Stop after the line with "around one approval."; until then, please copy every line of the records word for word from the first.
----------
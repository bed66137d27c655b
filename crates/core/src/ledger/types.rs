//! Availability types.

use rust_decimal::Decimal;
use serde::Serialize;

/// Budget availability for a scope (category or department).
///
/// `allocated` is the sum of `max_amount` over active budgets in the
/// scope; `approved` is the sum of `requested_amount` over approved
/// budget requests in the same scope.
#[derive(Debug, Clone, Copy, PartialEq, Eq, Serialize)]
pub struct Availability {
    /// Total allocated ceiling (active budgets).
    pub allocated: Decimal,
    /// Total already approved draws.
    pub approved: Decimal,
}

impl Availability {
    /// Creates an availability from the two scope totals.
    #[must_use]
    pub const fn new(allocated: Decimal, approved: Decimal) -> Self {
        Self {
            allocated,
            approved,
        }
    }

    /// Remaining budget. Negative when the scope is over-committed.
    #[must_use]
    pub fn raw(&self) -> Decimal {
        self.allocated - self.approved
    }

    /// Consumer-facing remaining budget, floored at zero.
    #[must_use]
    pub fn display(&self) -> Decimal {
        self.raw().max(Decimal::ZERO)
    }

    /// Whether the scope can absorb a draw of `amount`.
    #[must_use]
    pub fn covers(&self, amount: Decimal) -> bool {
        self.raw() >= amount
    }

    /// Remaining budget after a draw of `amount`.
    #[must_use]
    pub fn after(&self, amount: Decimal) -> Decimal {
        self.raw() - amount
    }
}

/// Before/after view of a scope's remaining budget around one approval.
#[derive(Debug, Clone, Copy, PartialEq, Eq, Serialize)]
pub struct BudgetSnapshot {
    /// Remaining budget before the draw.
    pub before: Decimal,
    /// Remaining budget after the draw.
    pub after: Decimal,
}
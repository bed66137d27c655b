//! `SeaORM` Entity for the invoices table.
//!
//! The binary document lives outside the system; `file_url` is an
//! opaque reference. Soft-deletable like its owning transaction.

use sea_orm::entity::prelude::*;
use serde::{Deserialize, Serialize};

use super::sea_orm_active_enums::{InvoiceKind, InvoiceStatus};

#[derive(Clone, Debug, PartialEq, DeriveEntityModel, Eq, Serialize, Deserialize)]
#[sea_orm(table_name = "invoices")]
pub struct Model {
    #[sea_orm(primary_key, auto_increment = false)]
    pub id: Uuid,
    pub transaction_id: Uuid,
    pub file_url: String,
    pub invoice_number: Option<String>,
    pub kind: InvoiceKind,
    pub status: InvoiceStatus,
    pub due_date: Option<Date>,
    pub notes: Option<String>,
    pub deleted_at: Option<DateTimeWithTimeZone>,
    pub created_at: DateTimeWithTimeZone,
    pub updated_at: DateTimeWithTimeZone,
}

#[derive(Copy, Clone, Debug, EnumIter, DeriveRelation)]
pub enum Relation {
    #[sea_orm(
        belongs_to = "super::transactions::Entity",
        from = "Column::TransactionId",
        to = "super::transactions::Column::Id"
    )]
    Transactions,
}

impl Related<super::transactions::Entity> for Entity {
    fn to() -> RelationDef {
        Relation::Transactions.def()
    }
}

impl ActiveModelBehavior for ActiveModel {}
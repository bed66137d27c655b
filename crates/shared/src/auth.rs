//! Authentication types for JWT and tokens.

use chrono::{DateTime, Utc};
use serde::{Deserialize, Serialize};
use uuid::Uuid;

/// What a token is good for.
///
/// Access tokens authenticate API calls; refresh tokens are only
/// accepted by the token rotation endpoint. Encoding the kind in the
/// claims keeps a leaked refresh token from doubling as an API
/// credential.
#[derive(Debug, Clone, Copy, PartialEq, Eq, Serialize, Deserialize)]
#[serde(rename_all = "lowercase")]
pub enum TokenKind {
    /// Short-lived API credential.
    Access,
    /// Long-lived credential for token rotation only.
    Refresh,
}

/// JWT claims carried by both token kinds.
#[derive(Debug, Clone, Serialize, Deserialize)]
pub struct Claims {
    /// Subject (user ID).
    pub sub: Uuid,
    /// Company ID (tenant context).
    pub company: Uuid,
    /// User's role (`admin` or `user`).
    pub role: String,
    /// Token kind.
    pub kind: TokenKind,
    /// Issued at timestamp.
    pub iat: i64,
    /// Expiration timestamp.
    pub exp: i64,
}

impl Claims {
    /// Creates new claims for a user.
    #[must_use]
    pub fn new(
        user_id: Uuid,
        company_id: Uuid,
        role: &str,
        kind: TokenKind,
        expires_at: DateTime<Utc>,
    ) -> Self {
        let now = Utc::now();
        Self {
            sub: user_id,
            company: company_id,
            role: role.to_string(),
            kind,
            iat: now.timestamp(),
            exp: expires_at.timestamp(),
        }
    }

    /// Returns the user ID from claims.
    #[must_use]
    pub const fn user_id(&self) -> Uuid {
        self.sub
    }

    /// Returns the company ID from claims.
    #[must_use]
    pub const fn company_id(&self) -> Uuid {
        self.company
    }

    /// Whether this token authenticates API calls.
    #[must_use]
    pub fn is_access(&self) -> bool {
        self.kind == TokenKind::Access
    }

    /// Whether this token may be exchanged for a fresh pair.
    #[must_use]
    pub fn is_refresh(&self) -> bool {
        self.kind == TokenKind::Refresh
    }
}

/// Token pair returned after successful authentication.
#[derive(Debug, Clone, Serialize, Deserialize)]
pub struct TokenPair {
    /// Access token (short-lived).
    pub access_token: String,
    /// Refresh token (long-lived).
    pub refresh_token: String,
    /// Access token expiration in seconds.
    pub expires_in: i64,
}

impl TokenPair {
    /// Creates a new token pair.
    #[must_use]
    pub const fn new(access_token: String, refresh_token: String, expires_in: i64) -> Self {
        Self {
            access_token,
            refresh_token,
            expires_in,
        }
    }
}

#[cfg(test)]
mod tests {
    use super::*;

    #[test]
    fn test_claims_accessors() {
        let user_id = Uuid::new_v4();
        let company_id = Uuid::new_v4();
        let claims = Claims::new(user_id, company_id, "admin", TokenKind::Access, Utc::now());

        assert_eq!(claims.user_id(), user_id);
        assert_eq!(claims.company_id(), company_id);
        assert_eq!(claims.role, "admin");
        assert!(claims.is_access());
        assert!(!claims.is_refresh());
    }

    #[test]
    fn test_refresh_kind() {
        let claims = Claims::new(
            Uuid::new_v4(),
            Uuid::new_v4(),
            "user",
            TokenKind::Refresh,
            Utc::now(),
        );
        assert!(claims.is_refresh());
        assert!(!claims.is_access());
    }
}
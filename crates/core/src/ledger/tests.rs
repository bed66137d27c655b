use proptest::prelude::*;
use rust_decimal::Decimal;
use rust_decimal_macros::dec;

use super::*;

#[test]
fn test_availability_from_totals() {
    let avail = LedgerService::availability(
        vec![dec!(1000), dec!(500)],
        vec![dec!(200), dec!(100)],
    );

    assert_eq!(avail.allocated, dec!(1500));
    assert_eq!(avail.approved, dec!(300));
    assert_eq!(avail.raw(), dec!(1200));
    assert_eq!(avail.display(), dec!(1200));
}

#[test]
fn test_empty_scope_is_zero() {
    let avail = LedgerService::availability(vec![], vec![]);
    assert_eq!(avail.raw(), dec!(0));
    assert_eq!(avail.display(), dec!(0));
}

#[test]
fn test_overcommitted_scope_reports_negative_raw() {
    let avail = Availability::new(dec!(1000), dec!(1300));
    assert_eq!(avail.raw(), dec!(-300));
    // Consumer-facing figure is floored.
    assert_eq!(avail.display(), dec!(0));
}

#[test]
fn test_draw_within_budget() {
    let avail = Availability::new(dec!(1000), dec!(0));
    let snapshot = LedgerService::check_category_draw(&avail, dec!(600)).unwrap();

    assert_eq!(snapshot.before, dec!(1000));
    assert_eq!(snapshot.after, dec!(400));
}

#[test]
fn test_draw_exactly_exhausts_budget() {
    let avail = Availability::new(dec!(1000), dec!(600));
    let snapshot = LedgerService::check_category_draw(&avail, dec!(400)).unwrap();

    assert_eq!(snapshot.before, dec!(400));
    assert_eq!(snapshot.after, dec!(0));
}

#[test]
fn test_draw_exceeding_budget_fails() {
    // Scenario: 1000 allocated, 600 already approved, 500 requested.
    let avail = Availability::new(dec!(1000), dec!(600));
    let err = LedgerService::check_category_draw(&avail, dec!(500)).unwrap_err();

    assert_eq!(
        err,
        LedgerError::InsufficientBudget {
            requested: dec!(500),
            available: dec!(400),
        }
    );
}

#[test]
fn test_overcommitted_draw_reports_floored_available() {
    let avail = Availability::new(dec!(100), dec!(250));
    let err = LedgerService::check_category_draw(&avail, dec!(10)).unwrap_err();

    match err {
        LedgerError::InsufficientBudget { available, .. } => {
            assert_eq!(available, dec!(0));
        }
        other => panic!("unexpected error: {other:?}"),
    }
}

#[test]
fn test_department_draw_carries_name() {
    let avail = Availability::new(dec!(100), dec!(80));
    let err =
        LedgerService::check_department_draw(&avail, dec!(50), "Operations").unwrap_err();

    assert_eq!(
        err,
        LedgerError::InsufficientDepartmentBudget {
            department: "Operations".to_string(),
            requested: dec!(50),
            available: dec!(20),
        }
    );
}

#[test]
fn test_department_draw_within_budget() {
    let avail = Availability::new(dec!(100), dec!(20));
    let snapshot =
        LedgerService::check_department_draw(&avail, dec!(30), "Operations").unwrap();

    assert_eq!(snapshot.before, dec!(80));
    assert_eq!(snapshot.after, dec!(50));
}

fn amount_strategy() -> impl Strategy<Value = Decimal> {
    (0i64..10_000_000i64).prop_map(|n| Decimal::new(n, 2))
}

proptest! {
    #![proptest_config(ProptestConfig::with_cases(100))]

    /// raw() is always allocated - approved, display() never negative.
    #[test]
    fn prop_availability_algebra(
        allocated in amount_strategy(),
        approved in amount_strategy(),
    ) {
        let avail = Availability::new(allocated, approved);

        prop_assert_eq!(avail.raw(), allocated - approved);
        prop_assert!(avail.display() >= Decimal::ZERO);
        if avail.raw() >= Decimal::ZERO {
            prop_assert_eq!(avail.display(), avail.raw());
        }
    }

    /// A successful draw always leaves a non-negative remainder, and the
    /// snapshot is consistent with the requested amount.
    #[test]
    fn prop_successful_draw_consistent(
        allocated in amount_strategy(),
        approved in amount_strategy(),
        requested in amount_strategy(),
    ) {
        let avail = Availability::new(allocated, approved);

        match LedgerService::check_category_draw(&avail, requested) {
            Ok(snapshot) => {
                prop_assert_eq!(snapshot.before - snapshot.after, requested);
                prop_assert!(snapshot.after >= Decimal::ZERO);
            }
            Err(LedgerError::InsufficientBudget { available, .. }) => {
                prop_assert!(requested > avail.raw());
                prop_assert!(available >= Decimal::ZERO);
            }
            Err(other) => prop_assert!(false, "unexpected error: {other:?}"),
        }
    }
}
//! `SeaORM` Entity for the budgets table.
//!
//! A budget is an allocated spending ceiling for a category over a
//! date range. Only `active` budgets count towards availability.

use sea_orm::entity::prelude::*;
use serde::{Deserialize, Serialize};

use super::sea_orm_active_enums::BudgetStatus;

#[derive(Clone, Debug, PartialEq, DeriveEntityModel, Eq, Serialize, Deserialize)]
#[sea_orm(table_name = "budgets")]
pub struct Model {
    #[sea_orm(primary_key, auto_increment = false)]
    pub id: Uuid,
    pub category_id: Uuid,
    pub user_id: Uuid,
    pub max_amount: Decimal,
    pub start_date: Date,
    pub end_date: Date,
    pub status: BudgetStatus,
    pub created_at: DateTimeWithTimeZone,
    pub updated_at: DateTimeWithTimeZone,
}

#[derive(Copy, Clone, Debug, EnumIter, DeriveRelation)]
pub enum Relation {
    #[sea_orm(
        belongs_to = "super::categories::Entity",
        from = "Column::CategoryId",
        to = "super::categories::Column::Id"
    )]
    Categories,
    #[sea_orm(
        belongs_to = "super::users::Entity",
        from = "Column::UserId",
        to = "super::users::Column::Id"
    )]
    Users,
}

impl Related<super::categories::Entity> for Entity {
    fn to() -> RelationDef {
        Relation::Categories.def()
    }
}

impl Related<super::users::Entity> for Entity {
    fn to() -> RelationDef {
        Relation::Users.def()
    }
}

impl ActiveModelBehavior for ActiveModel {}
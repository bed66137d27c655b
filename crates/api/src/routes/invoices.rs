//! Invoice routes.
//!
//! Document binaries live in external storage; these routes track the
//! metadata and the opaque file reference. Creation emits
//! `invoice-created` on the `transactions` channel.

use axum::{
    Json, Router,
    extract::{Path, Query, State},
    http::StatusCode,
    response::IntoResponse,
    routing::{delete, get, post},
};
use serde::Deserialize;
use serde_json::json;
use tracing::error;
use uuid::Uuid;

use crate::AppState;
use crate::middleware::AuthUser;
use crate::routes::{error_response, internal_error};
use gasto_db::InvoiceRepository;
use gasto_db::entities::sea_orm_active_enums::{InvoiceKind, InvoiceStatus};
use gasto_db::repositories::invoice::{CreateInvoiceInput, InvoiceError, InvoiceFilter};

/// Creates the invoice routes.
pub fn routes() -> Router<AppState> {
    Router::new()
        .route("/invoices/all", get(list_invoices))
        .route("/invoices/create", post(create_invoice))
        .route("/invoices/{id}", get(get_invoice))
        .route("/invoices/{id}", delete(delete_invoice))
}

/// Request body for creating an invoice.
#[derive(Debug, Deserialize)]
pub struct CreateInvoiceBody {
    /// Owning transaction.
    pub transaction_id: Uuid,
    /// Reference to the stored document.
    pub file_url: String,
    /// Optional invoice number.
    pub invoice_number: Option<String>,
    /// Kind: receipt, invoice, purchase_order, other.
    pub kind: String,
    /// Status: pending, paid, overdue, draft.
    pub status: Option<String>,
    /// Optional due date.
    pub due_date: Option<chrono::NaiveDate>,
    /// Notes.
    pub notes: Option<String>,
}

/// Query parameters for listing invoices.
#[derive(Debug, Deserialize)]
pub struct ListInvoicesQuery {
    /// Filter by transaction.
    pub transaction_id: Option<Uuid>,
    /// Filter by kind.
    pub kind: Option<String>,
    /// Filter by status.
    pub status: Option<String>,
}

fn parse_kind(s: &str) -> Option<InvoiceKind> {
    match s.to_lowercase().as_str() {
        "receipt" => Some(InvoiceKind::Receipt),
        "invoice" => Some(InvoiceKind::Invoice),
        "purchase_order" => Some(InvoiceKind::PurchaseOrder),
        "other" => Some(InvoiceKind::Other),
        _ => None,
    }
}

fn parse_status(s: &str) -> Option<InvoiceStatus> {
    match s.to_lowercase().as_str() {
        "pending" => Some(InvoiceStatus::Pending),
        "paid" => Some(InvoiceStatus::Paid),
        "overdue" => Some(InvoiceStatus::Overdue),
        "draft" => Some(InvoiceStatus::Draft),
        _ => None,
    }
}

/// GET `/invoices/all` - List invoices with optional filters.
async fn list_invoices(
    State(state): State<AppState>,
    _auth: AuthUser,
    Query(query): Query<ListInvoicesQuery>,
) -> impl IntoResponse {
    let kind = match query.kind.as_deref() {
        Some(raw) => match parse_kind(raw) {
            Some(kind) => Some(kind),
            None => {
                return error_response(StatusCode::BAD_REQUEST, "invalid_kind", "Unknown kind");
            }
        },
        None => None,
    };
    let status = match query.status.as_deref() {
        Some(raw) => match parse_status(raw) {
            Some(status) => Some(status),
            None => {
                return error_response(StatusCode::BAD_REQUEST, "invalid_status", "Unknown status");
            }
        },
        None => None,
    };

    let repo = InvoiceRepository::new((*state.db).clone());
    let filter = InvoiceFilter {
        transaction_id: query.transaction_id,
        kind,
        status,
    };

    match repo.list(filter).await {
        Ok(invoices) => (StatusCode::OK, Json(json!({ "invoices": invoices }))).into_response(),
        Err(e) => map_invoice_error(&e),
    }
}

/// POST `/invoices/create` - Attach an invoice to a transaction.
async fn create_invoice(
    State(state): State<AppState>,
    _auth: AuthUser,
    Json(payload): Json<CreateInvoiceBody>,
) -> impl IntoResponse {
    let Some(kind) = parse_kind(&payload.kind) else {
        return error_response(
            StatusCode::BAD_REQUEST,
            "invalid_kind",
            "Kind must be one of: receipt, invoice, purchase_order, other",
        );
    };

    let status = match payload.status.as_deref() {
        Some(raw) => match parse_status(raw) {
            Some(status) => Some(status),
            None => {
                return error_response(
                    StatusCode::BAD_REQUEST,
                    "invalid_status",
                    "Status must be one of: pending, paid, overdue, draft",
                );
            }
        },
        None => None,
    };

    let repo = InvoiceRepository::new((*state.db).clone());
    let input = CreateInvoiceInput {
        transaction_id: payload.transaction_id,
        file_url: payload.file_url,
        invoice_number: payload.invoice_number,
        kind,
        status,
        due_date: payload.due_date,
        notes: payload.notes,
    };

    match repo.create(input).await {
        Ok(invoice) => {
            state
                .push
                .trigger("transactions", "invoice-created", json!({ "invoice": invoice }))
                .await;

            (StatusCode::CREATED, Json(json!({ "invoice": invoice }))).into_response()
        }
        Err(e) => map_invoice_error(&e),
    }
}

/// GET `/invoices/{id}` - Get a single invoice.
async fn get_invoice(
    State(state): State<AppState>,
    _auth: AuthUser,
    Path(id): Path<Uuid>,
) -> impl IntoResponse {
    let repo = InvoiceRepository::new((*state.db).clone());

    match repo.get(id).await {
        Ok(invoice) => (StatusCode::OK, Json(json!({ "invoice": invoice }))).into_response(),
        Err(e) => map_invoice_error(&e),
    }
}

/// DELETE `/invoices/{id}` - Soft-delete an invoice.
async fn delete_invoice(
    State(state): State<AppState>,
    _auth: AuthUser,
    Path(id): Path<Uuid>,
) -> impl IntoResponse {
    let repo = InvoiceRepository::new((*state.db).clone());

    match repo.soft_delete(id).await {
        Ok(()) => (
            StatusCode::OK,
            Json(json!({ "message": "Invoice deleted successfully" })),
        )
            .into_response(),
        Err(e) => map_invoice_error(&e),
    }
}

/// Maps invoice errors to HTTP responses.
fn map_invoice_error(e: &InvoiceError) -> axum::response::Response {
    match e {
        InvoiceError::NotFound(id) => error_response(
            StatusCode::NOT_FOUND,
            "not_found",
            format!("Invoice not found: {id}"),
        ),
        InvoiceError::TransactionNotFound(id) => error_response(
            StatusCode::BAD_REQUEST,
            "transaction_not_found",
            format!("Transaction not found: {id}"),
        ),
        InvoiceError::Database(e) => {
            error!(error = %e, "Invoice operation failed");
            internal_error()
        }
    }
}
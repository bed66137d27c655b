//! `SeaORM` Entity for the purchase_request_items table.

use sea_orm::entity::prelude::*;
use serde::{Deserialize, Serialize};

#[derive(Clone, Debug, PartialEq, DeriveEntityModel, Eq, Serialize, Deserialize)]
#[sea_orm(table_name = "purchase_request_items")]
pub struct Model {
    #[sea_orm(primary_key, auto_increment = false)]
    pub id: Uuid,
    pub purchase_request_id: Uuid,
    /// Order within the requisition, starting at 0.
    pub position: i32,
    pub description: String,
    pub quantity: i32,
    pub unit_price: Decimal,
    pub created_at: DateTimeWithTimeZone,
}

#[derive(Copy, Clone, Debug, EnumIter, DeriveRelation)]
pub enum Relation {
    #[sea_orm(
        belongs_to = "super::purchase_requests::Entity",
        from = "Column::PurchaseRequestId",
        to = "super::purchase_requests::Column::Id"
    )]
    PurchaseRequests,
}

impl Related<super::purchase_requests::Entity> for Entity {
    fn to() -> RelationDef {
        Relation::PurchaseRequests.def()
    }
}

impl ActiveModelBehavior for ActiveModel {}
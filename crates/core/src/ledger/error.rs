//! Ledger error types.

use gasto_shared::AppError;
use rust_decimal::Decimal;
use thiserror::Error;

/// Errors raised when a draw does not fit the remaining budget.
///
/// The `available` figure carried in messages is floored at zero; the
/// raw (possibly negative) figure stays available on [`super::Availability`]
/// for callers that need to detect over-commitment.
#[derive(Debug, Clone, PartialEq, Eq, Error)]
pub enum LedgerError {
    /// The category's remaining budget cannot absorb the draw.
    #[error("insufficient budget: requested {requested}, available {available}")]
    InsufficientBudget {
        /// Requested draw amount.
        requested: Decimal,
        /// Remaining category budget, floored at zero.
        available: Decimal,
    },

    /// The department's remaining budget cannot absorb the draw.
    #[error(
        "insufficient budget for department {department}: requested {requested}, available {available}"
    )]
    InsufficientDepartmentBudget {
        /// Department name.
        department: String,
        /// Requested draw amount.
        requested: Decimal,
        /// Remaining department budget, floored at zero.
        available: Decimal,
    },
}

impl From<LedgerError> for AppError {
    fn from(e: LedgerError) -> Self {
        match e {
            LedgerError::InsufficientBudget {
                requested,
                available,
            } => Self::InsufficientBudget {
                requested,
                available,
            },
            LedgerError::InsufficientDepartmentBudget {
                department,
                requested,
                available,
            } => Self::InsufficientDepartmentBudget {
                department,
                requested,
                available,
            },
        }
    }
}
----------
_Answer box_.
repository bed66137d27c655b
filename crates/core/src/ledger/types.rs
//! Availability types.

use rust_decimal::Decimal;
use serde::Serialize;

/// Budget availability for a scope (category or department).
///
/// `allocated` is the sum of `max_amount` over active budgets in the
/// scope; `approved` is the sum of `requested_amount` over approved
/// budget requests in the same scope.
#[derive(Debug, Clone, Copy, PartialEq, Eq, Serialize)]
pub struct Availability {
    /// Total allocated ceiling (active budgets).
    pub allocated: Decimal,
    /// Total already approved draws.
    pub approved: Decimal,
}

impl Availability {
    /// Creates an availability from the two scope totals.
    #[must_use]
    pub const fn new(allocated: Decimal, approved: Decimal) -> Self {
        Self {
            allocated,
            approved,
        }
    }

    /// Remaining budget. Negative when the scope is over-committed.
    #[must_use]
    pub fn raw(&self) -> Decimal {
        self.allocated - self.approved
    }

    /// Consumer-facing remaining budget, floored at zero.
    #[must_use]
    pub fn display(&self) -> Decimal {
        self.raw().max(Decimal::ZERO)
    }

    /// Whether the scope can absorb a draw of `amount`.
    #[must_use]
    pub fn covers(&self, amount: Decimal) -> bool {
        self.raw() >= amount
    }

    /// Remaining budget after a draw of `amount`.
    #[must_use]
    pub fn after(&self, amount: Decimal) -> Decimal {
        self.raw() - amount
    }
}

/// Before/after view of a scope's remaining budget around one approval.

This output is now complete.